> **Exercise instructions**: Needed from the data below: all lines that contain the word "AtomicBool".

> **Provided information**:

━━━━━━━━━━━━━━━━━━━━

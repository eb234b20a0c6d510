//! Cooperative shutdown signal
//!
//! Every cyclic loop polls a [`Shutdown`] once per iteration and exits
//! cleanly, without a partial output, as soon as it is set.

use std::sync::atomic::{AtomicBool, Ordering};
use std::sync::Arc;

/// Cloneable handle to a process-wide shutdown flag.
#[derive(Debug, Clone, Default)]
pub struct Shutdown(Arc<AtomicBool>);

impl Shutdown {
    pub fn new() -> Self {
        Self::default()
    }

    /// Request that all loops holding this flag exit.
    pub fn request(&self) {
        self.0.store(true, Ordering::SeqCst);
    }

    /// True once a shutdown has been requested.
    pub fn is_requested(&self) -> bool {
        self.0.load(Ordering::SeqCst)
    }
}

#[cfg(test)]
mod test {
    use super::*;

    #[test]
    fn test_clones_share_flag() {
        let a = Shutdown::new();
        let b = a.clone();
        assert!(!b.is_requested());
        a.request();
        assert!(b.is_requested());
    }
}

━━━━━━━━━━━━━━━━━━━━

> **Exercise answer**:
use std::sync::atomic::{AtomicBool, Ordering};
pub struct Shutdown(Arc<AtomicBool>);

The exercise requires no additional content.